▸ **BRIEF**
What appears from the first line of the data below through the line containing "file is left", both included, should be copied exactly, and nothing else.

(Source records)
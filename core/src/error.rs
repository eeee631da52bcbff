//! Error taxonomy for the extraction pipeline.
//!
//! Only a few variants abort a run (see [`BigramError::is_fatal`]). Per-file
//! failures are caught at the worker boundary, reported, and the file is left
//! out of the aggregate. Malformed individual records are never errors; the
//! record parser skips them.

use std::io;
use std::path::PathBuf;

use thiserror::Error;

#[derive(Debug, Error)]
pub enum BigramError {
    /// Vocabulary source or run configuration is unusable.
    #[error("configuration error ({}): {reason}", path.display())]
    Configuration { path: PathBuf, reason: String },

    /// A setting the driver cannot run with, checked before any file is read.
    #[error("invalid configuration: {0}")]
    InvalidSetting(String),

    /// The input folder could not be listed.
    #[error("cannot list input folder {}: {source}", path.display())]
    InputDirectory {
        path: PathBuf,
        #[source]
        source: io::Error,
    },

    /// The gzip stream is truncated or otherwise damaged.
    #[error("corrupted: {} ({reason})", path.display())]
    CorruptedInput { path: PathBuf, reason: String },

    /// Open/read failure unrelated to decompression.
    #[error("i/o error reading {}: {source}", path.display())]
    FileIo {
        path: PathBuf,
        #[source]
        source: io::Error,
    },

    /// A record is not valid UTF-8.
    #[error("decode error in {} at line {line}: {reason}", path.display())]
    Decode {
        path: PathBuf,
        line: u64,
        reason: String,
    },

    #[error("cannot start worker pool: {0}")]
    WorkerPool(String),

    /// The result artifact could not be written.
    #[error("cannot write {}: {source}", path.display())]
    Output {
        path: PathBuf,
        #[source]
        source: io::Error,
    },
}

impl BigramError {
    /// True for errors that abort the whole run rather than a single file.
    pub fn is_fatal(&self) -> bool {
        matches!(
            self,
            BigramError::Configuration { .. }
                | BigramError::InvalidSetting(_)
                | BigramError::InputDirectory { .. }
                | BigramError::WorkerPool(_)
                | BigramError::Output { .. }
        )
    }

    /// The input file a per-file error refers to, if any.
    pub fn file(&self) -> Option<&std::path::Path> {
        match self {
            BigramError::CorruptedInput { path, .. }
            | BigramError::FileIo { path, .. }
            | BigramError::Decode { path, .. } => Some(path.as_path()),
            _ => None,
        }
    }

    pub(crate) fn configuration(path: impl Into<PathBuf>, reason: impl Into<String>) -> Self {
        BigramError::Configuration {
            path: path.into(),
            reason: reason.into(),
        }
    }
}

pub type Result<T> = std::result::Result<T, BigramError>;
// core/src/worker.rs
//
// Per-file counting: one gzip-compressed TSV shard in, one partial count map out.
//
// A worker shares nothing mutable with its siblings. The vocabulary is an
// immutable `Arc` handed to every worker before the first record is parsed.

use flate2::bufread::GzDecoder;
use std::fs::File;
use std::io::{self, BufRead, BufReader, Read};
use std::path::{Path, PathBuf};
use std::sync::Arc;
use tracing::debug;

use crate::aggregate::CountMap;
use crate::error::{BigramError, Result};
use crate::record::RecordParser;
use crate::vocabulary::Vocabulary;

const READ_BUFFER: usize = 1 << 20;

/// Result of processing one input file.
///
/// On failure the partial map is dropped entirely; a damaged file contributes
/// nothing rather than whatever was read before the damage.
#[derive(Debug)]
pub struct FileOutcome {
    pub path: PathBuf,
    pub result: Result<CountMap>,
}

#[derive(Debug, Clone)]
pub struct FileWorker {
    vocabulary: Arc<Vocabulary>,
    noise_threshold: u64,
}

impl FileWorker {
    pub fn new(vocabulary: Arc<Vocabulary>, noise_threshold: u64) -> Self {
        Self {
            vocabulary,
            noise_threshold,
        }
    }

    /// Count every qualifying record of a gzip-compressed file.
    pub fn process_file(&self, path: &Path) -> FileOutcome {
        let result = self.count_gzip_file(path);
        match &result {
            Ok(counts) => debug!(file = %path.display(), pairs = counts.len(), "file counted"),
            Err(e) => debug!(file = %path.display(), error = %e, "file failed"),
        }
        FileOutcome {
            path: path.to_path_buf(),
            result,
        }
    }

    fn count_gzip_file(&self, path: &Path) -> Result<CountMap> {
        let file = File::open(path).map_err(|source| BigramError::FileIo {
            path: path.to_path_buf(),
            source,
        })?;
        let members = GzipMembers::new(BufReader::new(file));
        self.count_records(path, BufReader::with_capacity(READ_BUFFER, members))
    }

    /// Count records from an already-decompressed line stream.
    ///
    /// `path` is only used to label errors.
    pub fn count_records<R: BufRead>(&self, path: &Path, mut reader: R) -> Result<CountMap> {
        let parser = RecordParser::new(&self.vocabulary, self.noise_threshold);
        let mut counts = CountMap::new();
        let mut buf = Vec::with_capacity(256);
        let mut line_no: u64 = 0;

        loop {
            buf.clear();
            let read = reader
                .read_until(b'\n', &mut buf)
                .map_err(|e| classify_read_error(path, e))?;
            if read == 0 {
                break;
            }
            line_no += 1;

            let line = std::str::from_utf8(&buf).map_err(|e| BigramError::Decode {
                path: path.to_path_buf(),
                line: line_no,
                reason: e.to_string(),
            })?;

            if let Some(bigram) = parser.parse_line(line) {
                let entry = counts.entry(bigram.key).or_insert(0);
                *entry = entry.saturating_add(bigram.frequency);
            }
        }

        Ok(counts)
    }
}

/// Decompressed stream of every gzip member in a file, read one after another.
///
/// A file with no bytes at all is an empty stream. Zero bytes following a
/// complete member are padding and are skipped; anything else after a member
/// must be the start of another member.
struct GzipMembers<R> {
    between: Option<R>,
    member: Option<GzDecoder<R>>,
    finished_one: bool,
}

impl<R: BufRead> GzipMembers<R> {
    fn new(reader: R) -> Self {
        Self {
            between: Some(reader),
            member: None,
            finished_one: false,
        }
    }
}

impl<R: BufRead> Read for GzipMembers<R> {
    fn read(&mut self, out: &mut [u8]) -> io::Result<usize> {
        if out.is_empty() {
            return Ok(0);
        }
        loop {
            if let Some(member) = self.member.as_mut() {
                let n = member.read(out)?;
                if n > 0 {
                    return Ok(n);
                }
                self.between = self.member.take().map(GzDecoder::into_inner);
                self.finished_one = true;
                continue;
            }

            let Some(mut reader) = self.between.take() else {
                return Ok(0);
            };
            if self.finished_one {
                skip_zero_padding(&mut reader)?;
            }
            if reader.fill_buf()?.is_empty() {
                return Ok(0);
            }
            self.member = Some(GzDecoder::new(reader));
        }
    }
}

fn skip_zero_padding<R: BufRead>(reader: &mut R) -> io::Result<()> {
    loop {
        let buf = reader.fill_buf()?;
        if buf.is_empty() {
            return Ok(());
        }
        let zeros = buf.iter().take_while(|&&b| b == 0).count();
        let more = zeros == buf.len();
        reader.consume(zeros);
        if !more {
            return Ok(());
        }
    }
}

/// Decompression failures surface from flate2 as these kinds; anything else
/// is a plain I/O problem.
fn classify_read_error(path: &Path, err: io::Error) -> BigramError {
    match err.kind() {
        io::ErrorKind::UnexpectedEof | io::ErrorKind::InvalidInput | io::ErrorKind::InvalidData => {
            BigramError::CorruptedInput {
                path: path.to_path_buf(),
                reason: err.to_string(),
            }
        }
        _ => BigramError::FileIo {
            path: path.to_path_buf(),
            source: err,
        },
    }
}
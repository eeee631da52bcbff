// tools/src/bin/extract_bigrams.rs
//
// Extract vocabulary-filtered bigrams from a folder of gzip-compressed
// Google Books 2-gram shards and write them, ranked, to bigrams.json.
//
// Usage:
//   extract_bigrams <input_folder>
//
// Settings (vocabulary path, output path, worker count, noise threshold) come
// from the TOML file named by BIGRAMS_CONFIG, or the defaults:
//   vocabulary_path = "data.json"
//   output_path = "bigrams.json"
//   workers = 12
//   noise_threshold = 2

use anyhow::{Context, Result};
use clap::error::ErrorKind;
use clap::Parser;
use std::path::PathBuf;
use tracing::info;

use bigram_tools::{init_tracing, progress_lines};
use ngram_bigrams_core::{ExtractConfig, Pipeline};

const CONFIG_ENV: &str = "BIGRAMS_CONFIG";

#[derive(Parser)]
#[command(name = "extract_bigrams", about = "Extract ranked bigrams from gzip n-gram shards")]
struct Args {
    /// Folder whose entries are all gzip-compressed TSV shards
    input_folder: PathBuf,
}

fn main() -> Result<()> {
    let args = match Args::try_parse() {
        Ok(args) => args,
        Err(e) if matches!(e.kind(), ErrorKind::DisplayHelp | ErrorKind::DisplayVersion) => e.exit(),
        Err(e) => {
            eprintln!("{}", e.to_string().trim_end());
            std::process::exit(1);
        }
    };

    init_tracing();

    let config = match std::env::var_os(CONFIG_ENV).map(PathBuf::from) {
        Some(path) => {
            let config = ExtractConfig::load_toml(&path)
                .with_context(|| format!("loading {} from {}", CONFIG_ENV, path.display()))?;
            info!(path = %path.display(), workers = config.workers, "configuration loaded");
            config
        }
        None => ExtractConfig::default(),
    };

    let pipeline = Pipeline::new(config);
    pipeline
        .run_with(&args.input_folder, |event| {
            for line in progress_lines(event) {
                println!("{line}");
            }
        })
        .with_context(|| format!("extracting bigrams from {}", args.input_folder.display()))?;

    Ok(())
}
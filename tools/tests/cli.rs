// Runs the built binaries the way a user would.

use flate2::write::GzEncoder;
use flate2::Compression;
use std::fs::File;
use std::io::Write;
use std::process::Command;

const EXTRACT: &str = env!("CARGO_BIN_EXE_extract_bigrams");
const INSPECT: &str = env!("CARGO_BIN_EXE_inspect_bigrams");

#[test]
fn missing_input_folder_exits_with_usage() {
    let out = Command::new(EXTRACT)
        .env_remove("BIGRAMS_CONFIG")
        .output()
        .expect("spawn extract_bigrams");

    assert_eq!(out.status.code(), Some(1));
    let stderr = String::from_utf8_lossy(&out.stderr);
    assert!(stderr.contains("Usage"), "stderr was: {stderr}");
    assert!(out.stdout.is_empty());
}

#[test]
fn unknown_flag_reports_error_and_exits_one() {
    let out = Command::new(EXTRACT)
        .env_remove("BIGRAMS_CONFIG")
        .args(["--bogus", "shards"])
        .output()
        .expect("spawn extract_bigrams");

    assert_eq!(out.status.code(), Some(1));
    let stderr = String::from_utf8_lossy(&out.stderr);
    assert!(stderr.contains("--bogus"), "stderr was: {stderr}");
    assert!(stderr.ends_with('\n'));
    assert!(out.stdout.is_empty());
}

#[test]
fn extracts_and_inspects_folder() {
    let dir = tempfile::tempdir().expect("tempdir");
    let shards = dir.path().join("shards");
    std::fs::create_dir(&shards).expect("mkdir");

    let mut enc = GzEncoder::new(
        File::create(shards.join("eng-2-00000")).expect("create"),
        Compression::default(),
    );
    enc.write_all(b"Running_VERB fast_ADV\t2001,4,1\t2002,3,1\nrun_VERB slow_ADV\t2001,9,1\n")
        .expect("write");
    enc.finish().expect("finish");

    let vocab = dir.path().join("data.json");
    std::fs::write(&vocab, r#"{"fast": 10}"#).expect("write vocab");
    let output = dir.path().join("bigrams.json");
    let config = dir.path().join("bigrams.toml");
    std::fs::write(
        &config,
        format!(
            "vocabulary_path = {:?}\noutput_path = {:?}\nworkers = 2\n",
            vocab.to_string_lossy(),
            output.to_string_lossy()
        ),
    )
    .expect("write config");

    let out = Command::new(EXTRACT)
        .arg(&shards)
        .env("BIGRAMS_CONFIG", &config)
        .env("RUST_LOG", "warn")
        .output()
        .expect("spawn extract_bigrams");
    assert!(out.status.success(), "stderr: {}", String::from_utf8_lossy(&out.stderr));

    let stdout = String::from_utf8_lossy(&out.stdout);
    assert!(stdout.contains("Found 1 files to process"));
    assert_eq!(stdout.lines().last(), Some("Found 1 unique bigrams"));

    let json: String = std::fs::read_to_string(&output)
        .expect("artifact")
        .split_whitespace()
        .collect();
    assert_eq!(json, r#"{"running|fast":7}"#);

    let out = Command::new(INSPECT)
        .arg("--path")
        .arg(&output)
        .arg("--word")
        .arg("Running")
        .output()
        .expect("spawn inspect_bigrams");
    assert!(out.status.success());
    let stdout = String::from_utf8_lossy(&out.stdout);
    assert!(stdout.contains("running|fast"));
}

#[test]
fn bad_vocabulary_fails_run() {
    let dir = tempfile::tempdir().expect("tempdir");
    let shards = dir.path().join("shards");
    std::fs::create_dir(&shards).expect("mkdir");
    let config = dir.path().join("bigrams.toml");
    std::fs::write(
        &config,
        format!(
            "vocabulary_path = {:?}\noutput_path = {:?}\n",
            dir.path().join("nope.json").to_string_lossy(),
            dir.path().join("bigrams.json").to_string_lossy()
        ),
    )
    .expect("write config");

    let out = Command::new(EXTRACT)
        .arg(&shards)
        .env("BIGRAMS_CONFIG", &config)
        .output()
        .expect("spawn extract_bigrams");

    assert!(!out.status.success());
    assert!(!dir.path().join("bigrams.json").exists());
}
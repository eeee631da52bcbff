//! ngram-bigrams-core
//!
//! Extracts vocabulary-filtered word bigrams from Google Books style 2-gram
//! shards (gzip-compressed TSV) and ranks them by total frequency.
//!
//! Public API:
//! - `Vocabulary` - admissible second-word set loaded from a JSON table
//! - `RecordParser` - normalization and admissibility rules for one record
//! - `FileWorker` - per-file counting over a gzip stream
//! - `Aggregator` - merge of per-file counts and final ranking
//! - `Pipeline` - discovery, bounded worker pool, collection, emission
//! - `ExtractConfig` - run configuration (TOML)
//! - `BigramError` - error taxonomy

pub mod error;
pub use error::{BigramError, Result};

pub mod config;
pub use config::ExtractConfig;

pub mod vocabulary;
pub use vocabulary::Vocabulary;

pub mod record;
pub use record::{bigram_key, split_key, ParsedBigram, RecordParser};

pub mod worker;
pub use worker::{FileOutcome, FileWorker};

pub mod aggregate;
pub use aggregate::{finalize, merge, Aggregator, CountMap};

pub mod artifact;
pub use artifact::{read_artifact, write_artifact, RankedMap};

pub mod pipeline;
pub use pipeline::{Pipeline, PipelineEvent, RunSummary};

▸ **RESPONSE TO THIS EXERCISE**
filename core/src/error.rs
repository eeee631da52bcbff
//! Error taxonomy for the extraction pipeline.
//!
//! Only a few variants abort a run (see [`BigramError::is_fatal`]). Per-file
//! failures are caught at the worker boundary, reported, and the file is left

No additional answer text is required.